Fourth, after the long (actually its not long lah... juz dat i've gotten used to having 3day weeks for the past 2 weeks so dis 5day week seem kinda loooong) week... guess wat... we had to come to sch on a saturday for the p3 screening test... which is kinda a waste of our time bcoz, how shld i put dis nicely... hmmmm... let's see... our kids r not really gifted material? sumting along dat line ya... and we (some of us) had to report at 730 and work all the way till ard 1... when we already noe wat their results would be like... sheesh... dunno why dey bother to come in the first place... are dey deluded or wat... *evil grin* me being mean again...
Fifth, we (as in the teachers in my sch) will be having our Teachers' Day Dinner dis fri at OCC... at the theme dis yr happens to be Wild Wild West... great isnt it... wer on earth r we gonna get cowboy hats and boots... hahaha... not dat im really gonna dress as a cowgirl but... it brings abt another new dilema (i have NOT solved the Turkey one)... shld i spend money to buy smtg appropriate juz for dat one nite... or shld i juz wear anyting dat is nice enuf dat i already own (in my soon-to-explode wardrobe), regardless of whether it fits the theme... pikiran pikiran...

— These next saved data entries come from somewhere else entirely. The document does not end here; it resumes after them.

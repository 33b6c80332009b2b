//! Recursive discovery of every leaf secret under a root path.

use std::collections::HashSet;

use tracing::{debug, instrument};

use crate::errors::{Error, Result};
use crate::namespace::{join, trim_separator, NamespaceMap};
use crate::store::{Dialect, SecretStore};

/// Whether leaf payloads are fetched during the walk
#[derive(Debug, Clone, Copy, PartialEq, Eq)]
pub enum WalkMode {
    /// Record leaves as placeholders; payloads are read later by the workers
    Lazy,
    /// Read every leaf as it is discovered
    Eager,
}

/// Depth-first namespace walker.
///
/// The traversal keeps its own stack instead of recursing, tracks every
/// directory it has listed, and gives up with [`Error::CycleDetected`] when a
/// directory repeats or nesting exceeds `max_depth`.
#[derive(Debug, Clone, Copy)]
pub struct TreeWalker {
    max_depth: usize,
}

impl TreeWalker {
    pub fn new(max_depth: usize) -> Self {
        Self { max_depth }
    }

    /// Enumerate every leaf under `root`.
    ///
    /// `root` is a listing path (for versioned mounts, `<mount>/metadata`);
    /// the keys of the returned map are I/O paths for `dialect`.
    #[instrument(skip(self, store))]
    pub async fn walk(
        &self,
        store: &dyn SecretStore,
        root: &str,
        dialect: Dialect,
        mode: WalkMode,
    ) -> Result<NamespaceMap> {
        let mut map = NamespaceMap::new();
        let mut visited = HashSet::new();
        let mut pending = vec![(trim_separator(root).to_string(), 0usize)];

        while let Some((path, depth)) = pending.pop() {
            if depth > self.max_depth {
                return Err(Error::cycle(
                    path,
                    format!("namespace deeper than {} levels", self.max_depth),
                ));
            }
            if !visited.insert(path.clone()) {
                return Err(Error::cycle(path, "directory listed twice"));
            }

            let entries = store.list(&path).await?;
            if entries.is_empty() {
                debug!(%path, "No entries");
                continue;
            }

            for entry in entries {
                let child = join(&path, &entry.name);
                if entry.is_directory {
                    pending.push((trim_separator(&child).to_string(), depth + 1));
                    continue;
                }

                let io_path = dialect.io_path(&child);
                match mode {
                    WalkMode::Lazy => map.insert_placeholder(io_path),
                    WalkMode::Eager => {
                        let payload = store.read(&io_path).await?;
                        map.insert(io_path, payload);
                    }
                }
            }
        }

        debug!(root, leaves = map.len(), directories = visited.len(), "Walk finished");
        Ok(map)
    }
}
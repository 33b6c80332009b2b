use axum::{
    routing::{get, post},
    Router,
};
use tower_http::trace::TraceLayer;

use super::handlers::{copy_handler, health_handler, list_handler, mirror_handler};
use super::ControlState;

pub fn build_router(state: ControlState) -> Router {
    Router::new()
        .route("/health", get(health_handler))
        .route("/api/v1/list", post(list_handler))
        .route("/api/v1/copy", post(copy_handler))
        .route("/api/v1/mirror", post(mirror_handler))
        .layer(TraceLayer::new_for_http())
        .with_state(state)
}
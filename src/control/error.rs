use axum::{http::StatusCode, response::IntoResponse, Json};
use serde::Serialize;

use crate::errors::Error;

#[derive(Debug)]
pub enum ApiError {
    BadRequest(String),
    Busy,
    Unprocessable(String),
    BadGateway(String),
    Internal(String),
}

impl ApiError {
    fn status_code(&self) -> StatusCode {
        match self {
            ApiError::BadRequest(_) => StatusCode::BAD_REQUEST,
            ApiError::Busy => StatusCode::CONFLICT,
            ApiError::Unprocessable(_) => StatusCode::UNPROCESSABLE_ENTITY,
            ApiError::BadGateway(_) => StatusCode::BAD_GATEWAY,
            ApiError::Internal(_) => StatusCode::INTERNAL_SERVER_ERROR,
        }
    }
}

#[derive(Serialize)]
struct ErrorBody {
    error: &'static str,
    message: String,
}

impl IntoResponse for ApiError {
    fn into_response(self) -> axum::response::Response {
        let status = self.status_code();
        let (error_kind, message) = match self {
            ApiError::BadRequest(msg) => ("bad_request", msg),
            ApiError::Busy => ("busy", Error::Busy.to_string()),
            ApiError::Unprocessable(msg) => ("unprocessable", msg),
            ApiError::BadGateway(msg) => ("store_error", msg),
            ApiError::Internal(msg) => ("internal_error", msg),
        };

        (status, Json(ErrorBody { error: error_kind, message })).into_response()
    }
}

impl From<Error> for ApiError {
    fn from(err: Error) -> Self {
        match err {
            Error::Config(msg) => ApiError::BadRequest(msg),
            Error::Busy => ApiError::Busy,
            err @ (Error::DialectMismatch { .. }
            | Error::Decode { .. }
            | Error::CycleDetected { .. }) => ApiError::Unprocessable(err.to_string()),
            err @ Error::Store { .. } => ApiError::BadGateway(err.to_string()),
            err @ (Error::Io(_) | Error::Serialization(_) | Error::Internal(_)) => {
                ApiError::Internal(err.to_string())
            }
        }
    }
}
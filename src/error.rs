use thiserror::Error;

#[derive(Error, Debug)]
pub enum DataqError {
    #[error("Connection error: {0}")]
    Connection(String),

    #[error("Timeout error after {0}ms")]
    Timeout(u64),

    #[error("Protocol error {code}: {message}")]
    Protocol { code: String, message: String },

    #[error("Malformed response: {0}")]
    MalformedResponse(String),

    #[error("Validation error: {0}")]
    Validation(String),

    #[error("IO error: {0}")]
    Io(#[from] std::io::Error),
}

impl DataqError {
    /// Whether a caller could reasonably retry the failed operation.
    ///
    /// The client itself never retries; this only classifies the error.
    pub fn is_retryable(&self) -> bool {
        matches!(
            self,
            DataqError::Connection(_) | DataqError::Timeout(_) | DataqError::Io(_)
        )
    }
}

pub type Result<T> = std::result::Result<T, DataqError>;
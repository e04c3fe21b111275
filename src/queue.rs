use serde::{Deserialize, Serialize};
use std::collections::HashMap;

use crate::error::{DataqError, Result};

/// Builds the wire form of a queue address: `[[username:]password@]name`.
///
/// The password, when set, is prepended as `password@`; the username, when
/// set, is prepended in front of that as `username:`. Either part may be
/// present on its own. No escaping is performed, so names containing the
/// delimiter characters (space, `:`, `@`) are the caller's problem.
pub(crate) fn build_queue_uri(
    username: Option<&str>,
    password: Option<&str>,
    queue_name: &str,
) -> String {
    let mut uri = queue_name.to_string();

    if let Some(password) = password {
        uri = format!("{}@{}", password, uri);
    }

    if let Some(username) = username {
        uri = format!("{}:{}", username, uri);
    }

    uri
}

/// Statistics for a single queue, as reported by `STAT <queue>`.
///
/// A typed view over the raw `key:value` mapping; `kind` carries the queue
/// discipline (`fifo` or `filo`) and serializes under the wire name `type`.
#[derive(Debug, Clone, Serialize, Deserialize, PartialEq, Eq)]
pub struct QueueStats {
    /// Queue name as registered on the server
    pub name: String,
    /// Queue discipline ("fifo" or "filo")
    #[serde(rename = "type")]
    pub kind: String,
    /// Maximum number of messages the queue holds
    pub size: u64,
    /// Overflow policy ("deny" or "pop")
    pub overflow: String,
    /// Number of messages currently queued
    pub messages: u64,
}

impl QueueStats {
    /// Decodes the raw `STAT <queue>` field mapping into a typed view.
    ///
    /// Fails with [`DataqError::MalformedResponse`] when a field is missing
    /// or a numeric field does not parse.
    pub fn from_info(info: &HashMap<String, String>) -> Result<Self> {
        let field = |key: &str| -> Result<&String> {
            info.get(key).ok_or_else(|| {
                DataqError::MalformedResponse(format!("STAT response missing '{}' field", key))
            })
        };

        let numeric = |key: &str| -> Result<u64> {
            field(key)?.trim().parse::<u64>().map_err(|_| {
                DataqError::MalformedResponse(format!(
                    "STAT field '{}' is not a number: '{}'",
                    key,
                    info[key]
                ))
            })
        };

        Ok(Self {
            name: field("name")?.clone(),
            kind: field("type")?.clone(),
            size: numeric("size")?,
            overflow: field("overflow")?.clone(),
            messages: numeric("messages")?,
        })
    }
}

#[cfg(test)]
mod tests {
    use super::*;

    fn info(fields: &[(&str, &str)]) -> HashMap<String, String> {
        fields
            .iter()
            .map(|(k, v)| (k.to_string(), v.to_string()))
            .collect()
    }

    #[test]
    fn test_bare_queue_name() {
        assert_eq!(build_queue_uri(None, None, "jobs"), "jobs");
    }

    #[test]
    fn test_password_only() {
        assert_eq!(build_queue_uri(None, Some("secret"), "jobs"), "secret@jobs");
    }

    #[test]
    fn test_username_only() {
        assert_eq!(build_queue_uri(Some("alice"), None, "jobs"), "alice:jobs");
    }

    #[test]
    fn test_username_and_password() {
        assert_eq!(
            build_queue_uri(Some("alice"), Some("secret"), "jobs"),
            "alice:secret@jobs"
        );
    }

    #[test]
    fn test_empty_queue_name() {
        // The bare STAT listing uses an empty name; credentials still apply.
        assert_eq!(build_queue_uri(None, None, ""), "");
        assert_eq!(build_queue_uri(None, Some("secret"), ""), "secret@");
        assert_eq!(
            build_queue_uri(Some("alice"), Some("secret"), ""),
            "alice:secret@"
        );
    }

    #[test]
    fn test_no_escaping_is_performed() {
        // Delimiter collisions are passed through untouched.
        assert_eq!(
            build_queue_uri(Some("a:b"), Some("p@w"), "jobs"),
            "a:b:p@w@jobs"
        );
    }

    #[test]
    fn test_queue_stats_from_info() {
        let stats = QueueStats::from_info(&info(&[
            ("name", "jobs"),
            ("type", "fifo"),
            ("size", "10"),
            ("overflow", "deny"),
            ("messages", "3"),
        ]))
        .unwrap();

        assert_eq!(stats.name, "jobs");
        assert_eq!(stats.kind, "fifo");
        assert_eq!(stats.size, 10);
        assert_eq!(stats.overflow, "deny");
        assert_eq!(stats.messages, 3);
    }

    #[test]
    fn test_queue_stats_missing_field() {
        let result = QueueStats::from_info(&info(&[
            ("name", "jobs"),
            ("type", "fifo"),
            ("size", "10"),
            ("overflow", "deny"),
        ]));

        match result {
            Err(DataqError::MalformedResponse(msg)) => {
                assert!(msg.contains("messages"));
            }
            _ => panic!("Expected malformed response error"),
        }
    }

    #[test]
    fn test_queue_stats_non_numeric_field() {
        let result = QueueStats::from_info(&info(&[
            ("name", "jobs"),
            ("type", "fifo"),
            ("size", "lots"),
            ("overflow", "deny"),
            ("messages", "3"),
        ]));

        match result {
            Err(DataqError::MalformedResponse(msg)) => {
                assert!(msg.contains("size"));
                assert!(msg.contains("lots"));
            }
            _ => panic!("Expected malformed response error"),
        }
    }

    #[test]
    fn test_queue_stats_serialization() {
        let stats = QueueStats {
            name: "jobs".to_string(),
            kind: "filo".to_string(),
            size: 100,
            overflow: "pop".to_string(),
            messages: 0,
        };

        let json = serde_json::to_string(&stats).unwrap();
        assert!(json.contains("\"type\":\"filo\""));
        assert!(json.contains("\"size\":100"));

        let back: QueueStats = serde_json::from_str(&json).unwrap();
        assert_eq!(back, stats);
    }
}
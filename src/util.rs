//! Shared utility functions used across the codebase.

/// Parse an environment variable as a boolean, returning `default` if unset.
///
/// Recognises `1`, `true`, `yes`, `y`, `on` as `true` and `0`, `false`,
/// `no`, `n`, `off` as `false` (case-insensitive). Anything else, including
/// unset, maps to `default`.
pub fn env_var_bool(name: &str, default: bool) -> bool {
    match std::env::var(name) {
        Ok(value) => parse_bool(&value).unwrap_or(default),
        Err(_) => default,
    }
}

fn parse_bool(value: &str) -> Option<bool> {
    match value.trim().to_lowercase().as_str() {
        "1" | "true" | "yes" | "y" | "on" => Some(true),
        "0" | "false" | "no" | "n" | "off" => Some(false),
        _ => None,
    }
}
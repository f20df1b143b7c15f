//! # Space Nomad
//!
//! Mission catalogue backend that mirrors public launch data into a local
//! store.
//!
//! This library provides:
//! - HTTP APIs to create and list missions
//! - A synchronizer that periodically upserts SpaceX launches as missions
//! - Pass-through proxies for the SpaceX and NASA APOD APIs
//!
//! ## Sync Flow
//!
//! ```text
//!   timer / POST /update-missions/
//!                 │
//!                 ▼
//!   ApiClient ──► normalize_launches ──► MissionStore::upsert_by_name
//! ```
//!
//! ## Modules
//! - `api`: HTTP routes and mission storage backends
//! - `upstream`: upstream HTTP client and launch normalization
//! - `sync`: periodic / on-demand synchronizer

pub mod api;
pub mod config;
pub mod sync;
pub mod upstream;
pub mod util;

pub use config::Config;
pub use sync::{MissionSync, SyncReport};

Sixth, ders dis create-a-storybook project dat is due like... dis coming week!!! gosh... come to tink of it... i shld be spending my time now editing wat the kids had done and do the necessary touch-ups... why am i typin dis instead... i need to do my LP too... but on the bright side... another 3day week is approaching... yes!!! yippee!!! hip hip hooray!!! and september hols round the corner... altho its kinda full of activities lined up already... but still... its a week's break from the kids!!! double high-fives all ard.... hehehe...
Thursday, August 25, 2005
Waiting...
For my 3 hr tv fiesta to start dat is... from 10pm to 1am on thursday nites, my room is out of bounds to any guests... even if dat guest comes in the form of my cute adorable inquisitive niece (who is, at the moment, crying bcoz she has a tummy ache... kesian pulak tengok... tapi bingit telinga denga... hehe... my mum & dad trying their best to soothe her...) back to my tv fiesta... Lost followed by The OC followed by One Tree Hill... hmmm... can i bear to keep myself awake tonite... kinda tired and sleepy... plus ders a particular dreaded interview tomoro to tink abt...
oh gosh... the crying is making me wanna tear my hair out... and ruining my concentration... such dat i duno wat i'm typing... dia bunyi lagik!!! hahaha... the disadvantages of having the pc in the living room... 1. no privacy 2. no privacy 3. no privacy 4. keadaan sekeliling yg kadang2 (or often) memekak... sounds from tv, pple, fon, etc...
well... actuali notin much happening 2day... dats why i'm juz crapping... or maybe the wailing is really getting on my nerves... hehe... tink i'll stop now... probably have smtg more interesting to post or discuss or confess in the next few days... or when the enviroment is more conducive for me to pen my thoughts... hehe... 25 mins to go... darn i forgot to buy snacks for tonite...
Tuesday, August 23, 2005
Thanking...
My mummy dat is... This entry is dedicated to mummy dearest on her 49th birthday yesterday... and i came up wif a few lines while doing my duty as time-keeper for the psle oral on friday... hehehe... so boring one u noe, must do smtg... here goes...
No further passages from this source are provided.